Thursday, February 8, 2018

BISTRO - Ningxin Ouyang

4:00 PM

2036 Palmer Commons

BISTRO is restricted to U-M Bioinformatics Graduate Program students and faculty.

"Combined DNase footprinting and motif matching model for identification of transcription factor binding sites"

Abstract

Transcription is tightly regulated by cis-regulatory DNA elements where transcription factors (TFs) can bind. This regulation plays an important role in development and cell fate. Thus, identification of transcription factor binding sites (TFBSs) is key to the understanding of gene expression and whole regulatory networks within a cell. The standard approaches for identification of TFBSs such as position weight matrices (PWMs) and chromatin immunoprecipitation followed by sequencing (ChIP-seq) are widely used but have drawbacks such as high false positive rates and difficulty creating specific antibodies respectively.

Traditional DNase I footprinting assays are another classical method to investigate in vivo protection of DNA by individually bound proteins. It has been adapted for high-throughput sequencing (DNase-seq), which can be used for genome-wide footprinting. DNase-seq allows nucleotide-level identification of TFBSs by searching for footprint-like regions with low numbers of DNase I cuts surrounded by regions with high numbers of cuts.

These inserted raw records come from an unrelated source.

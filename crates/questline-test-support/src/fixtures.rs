//! Step fixtures.

use questline_core::step::{Choice, Outcome, Step, StepId};

/// A non-ending step without narration audio.
#[must_use]
pub fn plain_step(id: &str, choices: &[&str]) -> Step {
    Step {
        id: StepId::new(id),
        narration: format!("Narration for {id}."),
        narration_audio_url: None,
        scene_image_url: format!("http://localhost/static/{id}.png"),
        character_sheet_url: None,
        choices: choices.iter().map(|text| Choice::new(*text)).collect(),
        is_ending: false,
        outcome: None,
    }
}

/// A non-ending step whose narration has a spoken rendition at `audio_url`.
#[must_use]
pub fn narrated_step(id: &str, audio_url: &str, choices: &[&str]) -> Step {
    Step {
        narration_audio_url: Some(audio_url.to_owned()),
        ..plain_step(id, choices)
    }
}

/// A terminal step with the given outcome and no narration audio.
#[must_use]
pub fn ending_step(id: &str, outcome: Outcome, narration: &str) -> Step {
    Step {
        narration: narration.to_owned(),
        is_ending: true,
        outcome: Some(outcome),
        ..plain_step(id, &[])
    }
}
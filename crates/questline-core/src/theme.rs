//! Story themes.

use std::fmt;

/// Themes the story server has prompt templates for.
pub const THEME_CATALOG: [&str; 4] = [
    "Haunted Space Station",
    "Lost Temple of the Jungle",
    "Cyberpunk Underworld",
    "Curse of the Banana King",
];

/// Theme used when the player does not pick one.
pub const DEFAULT_THEME: &str = "Curse of the Banana King";

/// A non-blank theme name.
///
/// Any non-blank name is accepted; the server falls back to its own default
/// for names outside [`THEME_CATALOG`].
#[derive(Debug, Clone, PartialEq, Eq, Hash)]
pub struct Theme(String);

impl Theme {
    /// Validates and wraps a theme name. Returns `None` for blank input.
    #[must_use]
    pub fn parse(raw: &str) -> Option<Self> {
        let trimmed = raw.trim();
        if trimmed.is_empty() {
            None
        } else {
            Some(Self(trimmed.to_owned()))
        }
    }

    /// Returns the theme name.
    #[must_use]
    pub fn as_str(&self) -> &str {
        &self.0
    }

    /// Returns `true` if the server ships a template for this theme.
    #[must_use]
    pub fn is_cataloged(&self) -> bool {
        THEME_CATALOG.contains(&self.0.as_str())
    }

    /// All cataloged themes, in display order.
    pub fn catalog() -> impl Iterator<Item = Theme> {
        THEME_CATALOG.iter().map(|name| Self((*name).to_owned()))
    }
}

impl Default for Theme {
    fn default() -> Self {
        Self(DEFAULT_THEME.to_owned())
    }
}

impl fmt::Display for Theme {
    fn fmt(&self, f: &mut fmt::Formatter<'_>) -> fmt::Result {
        f.write_str(&self.0)
    }
}
//! Session transport abstraction.
//!
//! Each operation is a single request/response exchange with the story
//! server, modeled as a typed request/response pair.

use async_trait::async_trait;

use crate::error::TransportError;
use crate::step::{SessionId, Step, StepId};

/// Request to open a new session.
#[derive(Debug, Clone, PartialEq, Eq)]
pub struct StartSessionRequest {
    /// Story theme.
    pub theme: String,
    /// Session-establishing identifier supplied by character creation.
    pub session_seed: String,
}

/// Response to [`StartSessionRequest`].
#[derive(Debug, Clone, PartialEq, Eq)]
pub struct StartSessionResponse {
    /// Server-assigned session identifier.
    pub session_id: SessionId,
    /// The opening step.
    pub step: Step,
}

/// Request to advance past the current step by picking a choice.
#[derive(Debug, Clone, PartialEq, Eq)]
pub struct AdvanceRequest {
    /// Session being played.
    pub session_id: SessionId,
    /// Step the choice was made on.
    pub current_step_id: StepId,
    /// Zero-based index into the current step's choices.
    pub choice_index: usize,
}

/// Response to [`AdvanceRequest`].
#[derive(Debug, Clone, PartialEq, Eq)]
pub struct AdvanceResponse {
    /// The next step.
    pub step: Step,
}

/// Request to restart a session from its opening step.
#[derive(Debug, Clone, PartialEq, Eq)]
pub struct RestartSessionRequest {
    /// Session to restart.
    pub session_id: SessionId,
}

/// Response to [`RestartSessionRequest`].
#[derive(Debug, Clone, PartialEq, Eq)]
pub struct RestartSessionResponse {
    /// The step to resume from, normally the first one.
    pub step: Step,
}

/// The three server round-trips the session controller depends on.
#[async_trait]
pub trait SessionTransport: Send + Sync {
    /// Opens a session and returns its identifier with the first step.
    async fn start_session(
        &self,
        request: StartSessionRequest,
    ) -> Result<StartSessionResponse, TransportError>;

    /// Submits a choice and returns the resulting step.
    async fn advance(&self, request: AdvanceRequest) -> Result<AdvanceResponse, TransportError>;

    /// Restarts the session and returns the step to resume from.
    async fn restart_session(
        &self,
        request: RestartSessionRequest,
    ) -> Result<RestartSessionResponse, TransportError>;
}
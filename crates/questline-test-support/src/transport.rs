//! Test transports: mock `SessionTransport` implementations for tests.

use std::collections::VecDeque;
use std::sync::Mutex;
use std::sync::atomic::{AtomicBool, Ordering};

use async_trait::async_trait;
use questline_core::error::TransportError;
use questline_core::step::{SessionId, Step};
use questline_core::transport::{
    AdvanceRequest, AdvanceResponse, RestartSessionRequest, RestartSessionResponse,
    SessionTransport, StartSessionRequest, StartSessionResponse,
};
use tokio::sync::Notify;

/// A call observed by a mock transport.
#[derive(Debug, Clone, PartialEq, Eq)]
pub enum TransportCall {
    /// `start_session` was called.
    Start(StartSessionRequest),
    /// `advance` was called.
    Advance(AdvanceRequest),
    /// `restart_session` was called.
    Restart(RestartSessionRequest),
}

/// A transport that records every call and answers from a queue of scripted
/// step results, in order, regardless of which operation was called.
///
/// When the queue is empty every call fails with a network error. Calls can
/// be held open with [`RecordingTransport::hold`] to observe the controller
/// while a round-trip is outstanding.
#[derive(Debug)]
pub struct RecordingTransport {
    session_id: SessionId,
    responses: Mutex<VecDeque<Result<Step, TransportError>>>,
    calls: Mutex<Vec<TransportCall>>,
    held: AtomicBool,
    released: Notify,
}

impl RecordingTransport {
    /// Create a transport that assigns `session_id` on start and answers with
    /// `responses` in order.
    #[must_use]
    pub fn new(session_id: &str, responses: Vec<Result<Step, TransportError>>) -> Self {
        Self {
            session_id: SessionId::new(session_id),
            responses: Mutex::new(responses.into()),
            calls: Mutex::new(Vec::new()),
            held: AtomicBool::new(false),
            released: Notify::new(),
        }
    }

    /// Queues one more scripted result.
    ///
    /// # Panics
    ///
    /// Panics if the internal mutex is poisoned.
    pub fn push_response(&self, response: Result<Step, TransportError>) {
        self.responses.lock().unwrap().push_back(response);
    }

    /// Returns a snapshot of all calls made so far.
    ///
    /// # Panics
    ///
    /// Panics if the internal mutex is poisoned.
    pub fn calls(&self) -> Vec<TransportCall> {
        self.calls.lock().unwrap().clone()
    }

    /// Makes the next call wait until [`RecordingTransport::release`].
    pub fn hold(&self) {
        self.held.store(true, Ordering::SeqCst);
    }

    /// Lets a held call proceed.
    pub fn release(&self) {
        self.held.store(false, Ordering::SeqCst);
        self.released.notify_one();
    }

    async fn respond(&self, call: TransportCall) -> Result<Step, TransportError> {
        self.calls.lock().unwrap().push(call);
        if self.held.load(Ordering::SeqCst) {
            self.released.notified().await;
        }
        self.responses
            .lock()
            .unwrap()
            .pop_front()
            .unwrap_or_else(|| Err(TransportError::Network("no scripted response".into())))
    }
}

#[async_trait]
impl SessionTransport for RecordingTransport {
    async fn start_session(
        &self,
        request: StartSessionRequest,
    ) -> Result<StartSessionResponse, TransportError> {
        let step = self.respond(TransportCall::Start(request)).await?;
        Ok(StartSessionResponse {
            session_id: self.session_id.clone(),
            step,
        })
    }

    async fn advance(&self, request: AdvanceRequest) -> Result<AdvanceResponse, TransportError> {
        let step = self.respond(TransportCall::Advance(request)).await?;
        Ok(AdvanceResponse { step })
    }

    async fn restart_session(
        &self,
        request: RestartSessionRequest,
    ) -> Result<RestartSessionResponse, TransportError> {
        let step = self.respond(TransportCall::Restart(request)).await?;
        Ok(RestartSessionResponse { step })
    }
}

/// A transport that always fails with a network error. Useful for testing
/// error-handling paths.
#[derive(Debug)]
pub struct FailingTransport;

#[async_trait]
impl SessionTransport for FailingTransport {
    async fn start_session(
        &self,
        _request: StartSessionRequest,
    ) -> Result<StartSessionResponse, TransportError> {
        Err(TransportError::Network("connection refused".into()))
    }

    async fn advance(&self, _request: AdvanceRequest) -> Result<AdvanceResponse, TransportError> {
        Err(TransportError::Network("connection refused".into()))
    }

    async fn restart_session(
        &self,
        _request: RestartSessionRequest,
    ) -> Result<RestartSessionResponse, TransportError> {
        Err(TransportError::Network("connection refused".into()))
    }
}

Several computational footprinting algorithms have been developed to detect TFBSs by investigating chromatin accessibility patterns, but most methods need pre-identified motif sites and were not designed to distinguish between different TFs. Here I developed a footprinting method based on a Hidden Markov Model (HMM) to integrate both DNase I hypersensitivity (DNase-seq) and genome sequence information (PWMs) for TFBS prediction. This new method can annotate binding sites for all desired TFs automatically and doesn't need pre-generated candidate binding sites that are required by other footprinting methods.